• Your task:
Find the word "errors" below. Copy each line that has it.

• Task input:
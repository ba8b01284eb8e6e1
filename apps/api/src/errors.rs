use axum::{
    http::StatusCode,
    response::{IntoResponse, Response},
    Json,
};
use serde_json::json;
use thiserror::Error;

use crate::store::StoreError;

/// Application-level error type.
/// Implements `IntoResponse` so Axum handlers can return `Result<T, AppError>`.
///
/// Cache and scoring-model failures never reach this type: both are absorbed
/// where they happen (cache miss / fallback analysis).
#[derive(Debug, Error)]
pub enum AppError {
    #[error("Not found: {0}")]
    NotFound(String),

    #[error("Validation error: {0}")]
    Validation(String),

    #[error("Record store unavailable: {0}")]
    StoreUnavailable(StoreError),

    #[error("Document unavailable: {0}")]
    DocumentUnavailable(String),

    #[error("Internal server error: {0}")]
    Internal(#[from] anyhow::Error),
}

/// Malformed stored documents are internal errors; every other store
/// failure is an outage.
impl From<StoreError> for AppError {
    fn from(e: StoreError) -> Self {
        match e {
            StoreError::Malformed { .. } => AppError::Internal(anyhow::Error::new(e)),
            other => AppError::StoreUnavailable(other),
        }
    }
}

impl IntoResponse for AppError {
    fn into_response(self) -> Response {
        let (status, code, message) = match &self {
            AppError::NotFound(msg) => (StatusCode::NOT_FOUND, "NOT_FOUND", msg.clone()),
            AppError::Validation(msg) => (StatusCode::BAD_REQUEST, "VALIDATION_ERROR", msg.clone()),
            AppError::StoreUnavailable(e) => {
                tracing::error!("Record store error: {e}");
                (
                    StatusCode::SERVICE_UNAVAILABLE,
                    "SERVICE_UNAVAILABLE",
                    "Listings are temporarily unavailable, please retry".to_string(),
                )
            }
            AppError::DocumentUnavailable(msg) => {
                tracing::error!("Document fetch error: {msg}");
                (
                    StatusCode::BAD_GATEWAY,
                    "DOCUMENT_UNAVAILABLE",
                    "The uploaded document could not be read".to_string(),
                )
            }
            AppError::Internal(e) => {
                tracing::error!("Internal error: {e:?}");
                (
                    StatusCode::INTERNAL_SERVER_ERROR,
                    "INTERNAL_ERROR",
                    "An internal server error occurred".to_string(),
                )
            }
        };

        let body = Json(json!({
            "error": {
                "code": code,
                "message": message
            }
        }));

        (status, body).into_response()
    }
}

• Expected output:
filename apps/api/src/errors.rs
/// Malformed stored documents are internal errors; every other store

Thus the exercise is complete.